Here Hebrew is worse than Finnish or most others.

Concerning the other languages; Absolutely. It is very difficult.
And certainly not for a generic program to do.
I would say probably impossible for Hebrew.
In Afrikaans and Dutch you can however write some successful routines.

>> Step 2. The concordance
>> The format of the concordance can be in any of the
>> 3 methods...
>> 1. A list of pointers to the verse/paragraph: ...
>> 2. A range list: ...
>> 3. A "bitmap": ...

> Because most words occur more than once even within a
> single verse/sentence/paragraph you can compress the position
> pointers to indictate that the terms appear are in the
> same V/S/P as one another.

Could you explain this some more please?

> Yes but not
>> e.g. into BNF,
> One could express the search language in BNF but what you
> probably meant was RPN (reverse polish notation)

Oops! <blush> Yes, RPN.

>> The NOT part is the difficult one here :)
> Do you consider NOT to be monadic or diadic?

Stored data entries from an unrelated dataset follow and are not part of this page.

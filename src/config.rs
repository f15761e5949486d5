// SYNOID Hologram Configuration
// Copyright (c) 2026 Xing_The_Creator | SYNOID
//
// Defaults, then an optional JSON file, then HOLOGRAM_* environment
// variables. CLI flags are applied on top by the binary.

use anyhow::{bail, Context, Result};
use serde::{Deserialize, Serialize};
use std::fs;
use std::path::{Path, PathBuf};
use std::time::Duration;

use crate::display::SpinConfig;
use crate::engine::rotation::RotationConfig;
use crate::engine::Geometry;
use crate::pipeline::{DisplayConfig, ProducerConfig};

pub const ENV_CONFIG: &str = "HOLOGRAM_CONFIG";
pub const ENV_ANIM_DIR: &str = "HOLOGRAM_ANIM_DIR";
pub const ENV_BIND: &str = "HOLOGRAM_BIND";
pub const ENV_START: &str = "HOLOGRAM_START";

#[derive(Debug, Clone, Serialize, Deserialize, PartialEq)]
#[serde(default)]
pub struct HologramConfig {
    pub anim_dir: PathBuf,
    pub start_animation: String,
    pub bind_addr: String,
    pub geometry: Geometry,
    /// Ring size of the ready queue; one slot always stays empty.
    pub queue_slots: usize,
    pub frame_interval_ms: u64,
    pub nudge_step: i32,
    pub rotation: RotationConfig,
    pub gpio_poll_us: u64,
    pub vsync_multiple: u32,
    pub hold_us: u32,
    pub command_poll_ms: u64,
    pub heartbeat_secs: u64,
    pub producer_backoff_us: u64,
    /// Zero picks a count from the number of cores.
    pub decode_threads: usize,
    pub spin: SpinConfig,
}

impl Default for HologramConfig {
    fn default() -> Self {
        Self {
            anim_dir: PathBuf::from("anims"),
            start_animation: "idle".to_string(),
            bind_addr: "0.0.0.0:5555".to_string(),
            geometry: Geometry::default(),
            queue_slots: 31,
            frame_interval_ms: 100,
            nudge_step: 1,
            rotation: RotationConfig::default(),
            gpio_poll_us: 0,
            vsync_multiple: 1,
            hold_us: 0,
            command_poll_ms: 250,
            heartbeat_secs: 30,
            producer_backoff_us: 500,
            decode_threads: 0,
            spin: SpinConfig::default(),
        }
    }
}

impl HologramConfig {
    /// Defaults overlaid with `path` (or `$HOLOGRAM_CONFIG`) and the
    /// environment.
    pub fn load(path: Option<&Path>) -> Result<Self> {
        let from_env = std::env::var(ENV_CONFIG).ok().map(PathBuf::from);
        let mut cfg = match path.map(Path::to_path_buf).or(from_env) {
            Some(p) => Self::from_file(&p)?,
            None => Self::default(),
        };
        cfg.apply_env();
        Ok(cfg)
    }

    pub fn from_file(path: &Path) -> Result<Self> {
        let txt = fs::read_to_string(path).with_context(|| format!("read config {:?}", path))?;
        serde_json::from_str(&txt).with_context(|| format!("parse config {:?}", path))
    }

    pub fn apply_env(&mut self) {
        if let Ok(dir) = std::env::var(ENV_ANIM_DIR) {
            if !dir.trim().is_empty() {
                self.anim_dir = PathBuf::from(dir);
            }
        }
        if let Ok(addr) = std::env::var(ENV_BIND) {
            if !addr.trim().is_empty() {
                self.bind_addr = addr;
            }
        }
        if let Ok(start) = std::env::var(ENV_START) {
            if !start.trim().is_empty() {
                self.start_animation = start;
            }
        }
    }

    pub fn validate(&self) -> Result<()> {
        let g = &self.geometry;
        if g.rows == 0 || g.cols == 0 || g.slice_count == 0 {
            bail!("geometry must be non-zero, got {}x{}x{}", g.cols, g.rows, g.slice_count);
        }
        if g.rows > 256 || g.cols > 256 {
            bail!("panel larger than 256x256 is not supported");
        }
        if self.queue_slots < 2 {
            bail!("queue_slots must be at least 2, got {}", self.queue_slots);
        }
        if self.frame_interval_ms == 0 {
            bail!("frame_interval_ms must be positive");
        }
        if self.rotation.sync_bit > 31 {
            bail!("sync_bit {} is outside the 32-bit input word", self.rotation.sync_bit);
        }
        if self.rotation.debounce_ticks == 0 || self.rotation.min_period == 0 {
            bail!("debounce_ticks and min_period must be positive");
        }
        if self.command_poll_ms == 0 {
            bail!("command_poll_ms must be positive");
        }
        Ok(())
    }

    pub fn decode_thread_count(&self) -> usize {
        if self.decode_threads > 0 {
            self.decode_threads
        } else {
            // Leave room for the display loop and the control thread.
            num_cpus::get().saturating_sub(2).max(1)
        }
    }

    pub fn display(&self) -> DisplayConfig {
        DisplayConfig {
            frame_interval: Duration::from_millis(self.frame_interval_ms),
            vsync_multiple: self.vsync_multiple.max(1),
            poll_interval: Duration::from_micros(self.gpio_poll_us),
        }
    }

    pub fn producer(&self) -> ProducerConfig {
        ProducerConfig {
            backoff: Duration::from_micros(self.producer_backoff_us),
            hold_us: self.hold_us,
            decode_threads: self.decode_thread_count(),
        }
    }

    pub fn command_poll(&self) -> Duration {
        Duration::from_millis(self.command_poll_ms)
    }

    pub fn heartbeat(&self) -> Duration {
        Duration::from_secs(self.heartbeat_secs.max(1))
    }
}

When applied to the "bitmap", it "inverses" it, so then it
is monadic.
It is in evaluating the search expression that it becomes
more tricky.

>> Proximity: ...
> As might be guessed from my earlier comments this is an
> area that I have given a lot of thought to what is involved. :-)

I would gladly learn some more about this. This where I believe
the real value of powerful searching can come in.

>> Spelling mistakes: ...
> But where are the spelling mistakes coming from?

The user. See my example about "color" vs. "colour", which
is probably not strictly a spelling mistake? (Depends on if
you speak "proper" English <G>)

> Thou shalt not. :-)

Oops, ...

>> Step 4. Ranking...
> Hate it. Don't like it. Never use it. Precision/recall studies
> haven't demonstrated that ranking really works (for the end-user).

In the spiritual a "majority rules" method does not work either.
That's why the Bible speaks about a "Kingdom" (One that rules)
Many times the Scripture you are searching for is the one without
the repetition of words.
Also with Scripture the person searching has an idea of roughly
where in the Bible it is expected. Ranking would just confuse that
"gut feel" they have.

>> Step 5. Optionally compressing the text
> With full colocation information (in a compressed index file) one can do
> away with the text completely. Okay so there is more work to be done when
> displaying the text but it's an option.

Is it strictly speaking still an "index file" in that case? :)

Just for interest sake: What are your ideas on the format of such
a file? I haven't really thought about taking the collocation information
along as well. But for proximity searching one would need it...

God bless,
nathan